Joe.. I am in an ongoing battle with untrained maintenance men doing electrical work. 

These are guys who do painting or fix toilets and have no formal training, but are told to do electrical work. 

I am trying to find everything I can in writing and give it to management before someone gets hurt or killed 

Any info you have on this subject would be helpful :thumbsup:


----------



## Joe Tedesco (Mar 25, 2007)

*Problems!!*



Black4Truck said:


> Joe.. I am in an ongoing battle with untrained maintenance men doing electrical work.
> 
> These are guys who do painting or fix toilets and have no formal training, but are told to do electrical work.
> 
> ...


I will help and if you look here you wiill see some here who seen to have other ideas about the issues you have to deal with!
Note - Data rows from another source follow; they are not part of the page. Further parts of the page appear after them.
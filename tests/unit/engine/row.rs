use rand::{SeedableRng, rngs::StdRng};

use super::*;
use crate::foundation::core::SortOrder;

fn gray(v: u8) -> Color {
    image::Rgba([v, v, v, 255])
}

fn row_image(values: &[u8]) -> PixelBuffer {
    PixelBuffer::from_fn(values.len() as u32, 1, |x, _| gray(values[x as usize]))
}

fn row_mask(bits: &[bool]) -> Mask {
    let mut mask = Mask::unset(bits.len() as u32, 1);
    for (x, &b) in bits.iter().enumerate() {
        mask.set_active(x as u32, 0, b);
    }
    mask
}

fn red_row(img: &PixelBuffer) -> Vec<u8> {
    img.pixels().map(|px| px.0[0]).collect()
}

fn rng() -> StdRng {
    StdRng::seed_from_u64(11)
}

#[test]
fn inactive_mask_copies_the_source() {
    let src = row_image(&[9, 3, 7, 1]);
    let mask = row_mask(&[false; 4]);
    let out = sort_rows(&src, &mask, None, &EffectConfig::default(), &mut rng()).unwrap();
    assert_eq!(out, src);
}

#[test]
fn active_run_is_sorted_through_its_end_column() {
    let src = row_image(&[50, 200, 100, 30, 60, 70]);
    let mask = row_mask(&[false, true, true, false, false, false]);
    let out = sort_rows(&src, &mask, None, &EffectConfig::default(), &mut rng()).unwrap();
    assert_eq!(red_row(&out), vec![50, 30, 100, 200, 60, 70]);
}

#[test]
fn scalar_bleeds_past_the_mask() {
    let src = row_image(&[50, 200, 100, 30, 60, 70]);
    let mask = row_mask(&[false, true, true, false, false, false]);
    let cfg = EffectConfig {
        scalar: 2.0,
        ..EffectConfig::default()
    };
    let out = sort_rows(&src, &mask, None, &cfg, &mut rng()).unwrap();
    assert_eq!(red_row(&out), vec![50, 30, 60, 70, 100, 200]);
}

#[test]
fn descending_order_reverses_the_span() {
    let src = row_image(&[1, 2, 3, 4]);
    let mask = row_mask(&[true; 4]);
    let cfg = EffectConfig {
        order: SortOrder::Descending,
        ..EffectConfig::default()
    };
    let out = sort_rows(&src, &mask, None, &cfg, &mut rng()).unwrap();
    assert_eq!(red_row(&out), vec![4, 3, 2, 1]);
}

#[test]
fn clean_mode_ignores_scalar() {
    let src = row_image(&[50, 200, 100, 30, 60, 70]);
    let mask = row_mask(&[false, true, true, false, false, false]);
    let cfg = EffectConfig {
        clean: true,
        scalar: 10.0,
        ..EffectConfig::default()
    };
    let out = sort_rows(&src, &mask, None, &cfg, &mut rng()).unwrap();
    assert_eq!(red_row(&out), vec![50, 30, 100, 200, 60, 70]);
}

#[test]
fn runs_at_the_row_end_are_clamped() {
    let src = row_image(&[5, 4, 3, 2, 1]);
    let mask = row_mask(&[false, false, true, true, true]);
    let cfg = EffectConfig {
        scalar: 50.0,
        noise_factor: 9,
        ..EffectConfig::default()
    };
    let out = sort_rows(&src, &mask, None, &cfg, &mut rng()).unwrap();
    assert_eq!(red_row(&out), vec![5, 4, 1, 2, 3]);
}

#[test]
fn mismatched_mask_is_truncated_to_overlap() {
    let src = row_image(&[30, 10, 20, 5, 1]);
    let cfg = EffectConfig::default();
    for bits in [&[true; 7][..], &[true, true, false][..], &[true, true][..]] {
        let mask = row_mask(bits);
        let fitted = fit_mask(mask.as_image(), 5, 1);
        let out = sort_rows(&src, &mask, None, &cfg, &mut rng()).unwrap();
        let expected = sort_rows(&src, &fitted, None, &cfg, &mut rng()).unwrap();
        assert_eq!(red_row(&out), red_row(&expected), "mask {bits:?}");
    }

    let wide = row_mask(&[true; 7]);
    let out = sort_rows(&src, &wide, None, &cfg, &mut rng()).unwrap();
    assert_eq!(red_row(&out), vec![1, 5, 10, 20, 30]);
}

#[test]
fn rows_are_independent() {
    let src = PixelBuffer::from_fn(4, 3, |x, y| gray((10 * (4 - x) + y) as u8));
    let mut mask = Mask::unset(4, 3);
    for y in 0..3 {
        for x in 0..4 {
            mask.set_active(x, y, y == 1);
        }
    }
    let out = sort_rows(&src, &mask, None, &EffectConfig::default(), &mut rng()).unwrap();
    for x in 0..4 {
        assert_eq!(out.get_pixel(x, 0), src.get_pixel(x, 0));
        assert_eq!(out.get_pixel(x, 2), src.get_pixel(x, 2));
    }
    let middle: Vec<u8> = (0..4).map(|x| out.get_pixel(x, 1).0[0]).collect();
    assert_eq!(middle, vec![11, 21, 31, 41]);
}

#[test]
fn span_colors_paint_each_span_one_opaque_color() {
    let src = row_image(&[10, 20, 30, 40, 50, 60]);
    let mask = row_mask(&[true, true, false, false, true, true]);
    let mut cfg = EffectConfig {
        clean: true,
        ..EffectConfig::default()
    };
    cfg.debug.span_colors = true;
    let out = sort_rows(&src, &mask, None, &cfg, &mut rng()).unwrap();
    // Spans cover columns 0..=2 and 4..=5.
    assert_eq!(out.get_pixel(0, 0), out.get_pixel(2, 0));
    assert_eq!(out.get_pixel(4, 0), out.get_pixel(5, 0));
    assert_eq!(out.get_pixel(0, 0).0[3], 255);
    assert_eq!(*out.get_pixel(3, 0), gray(40));
}

#[test]
fn mask_debug_writes_gray_levels_to_the_row_end() {
    let src = PixelBuffer::from_fn(5, 2, |x, y| image::Rgba([(x * 50) as u8, 7, 200, 255 - y as u8]));
    let mut mask = Mask::unset(5, 2);
    for y in 0..2 {
        for x in 0..5 {
            mask.set_active(x, y, true);
        }
    }
    let mut cfg = EffectConfig::default();
    cfg.debug.mask = true;
    let out = sort_rows(&src, &mask, None, &cfg, &mut rng()).unwrap();
    for px in out.pixels() {
        let [r, g, b, a] = px.0;
        assert_eq!((r, a), (g, 255));
        assert_eq!(r, b);
    }
}

#[test]
fn negative_noise_keeps_every_column_written() {
    let src = PixelBuffer::from_fn(32, 8, |x, y| gray(((x * 7 + y * 13) % 251) as u8));
    let mut mask = Mask::unset(32, 8);
    for y in 0..8 {
        for x in 0..32 {
            mask.set_active(x, y, (x / 3 + y) % 2 == 0);
        }
    }
    let cfg = EffectConfig {
        noise_factor: -12,
        ..EffectConfig::default()
    };
    let out = sort_rows(&src, &mask, None, &cfg, &mut rng()).unwrap();
    assert_eq!(out.dimensions(), src.dimensions());
    assert!(out.pixels().all(|px| px.0[3] == 255));
}

#[test]
fn same_seed_same_output() {
    let src = PixelBuffer::from_fn(24, 6, |x, y| gray(((x * 31 + y * 17) % 256) as u8));
    let mask = crate::mask::build::build_mask(&src, 128, &EffectConfig::default());
    let cfg = EffectConfig {
        noise_factor: 5,
        ..EffectConfig::default()
    };
    let a = sort_rows(&src, &mask, None, &cfg, &mut rng()).unwrap();
    let b = sort_rows(&src, &mask, None, &cfg, &mut rng()).unwrap();
    assert_eq!(a, b);
}

#[test]
fn random_opaque_is_opaque() {
    let mut rng = rng();
    for _ in 0..32 {
        assert_eq!(random_opaque(&mut rng).0[3], 255);
    }
}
I too think that we have a  problem!

The bottom line is the almighty dollar! 

NFPA 70B is a good source for you too.


----------



## B4T (Feb 10, 2009)

Joe Tedesco said:


> I will help and if you look here you wiill see some here who seen to have other ideas about the issues you have to deal with! I too think that we have a  problem!
> 
> The bottom line is the almighty dollar!
> 
> NFPA 70B is a good source for you too.


I will check NFPA 70B.. thanks Joe :thumbsup:


----------



## Joe Tedesco (Mar 25, 2007)

Black4Truck said:


> I will check NFPA 70B.. thanks Joe :thumbsup:


Check the NFPA site you may be able to download a copy in a PDF format. I will check for more information on this issue.


----------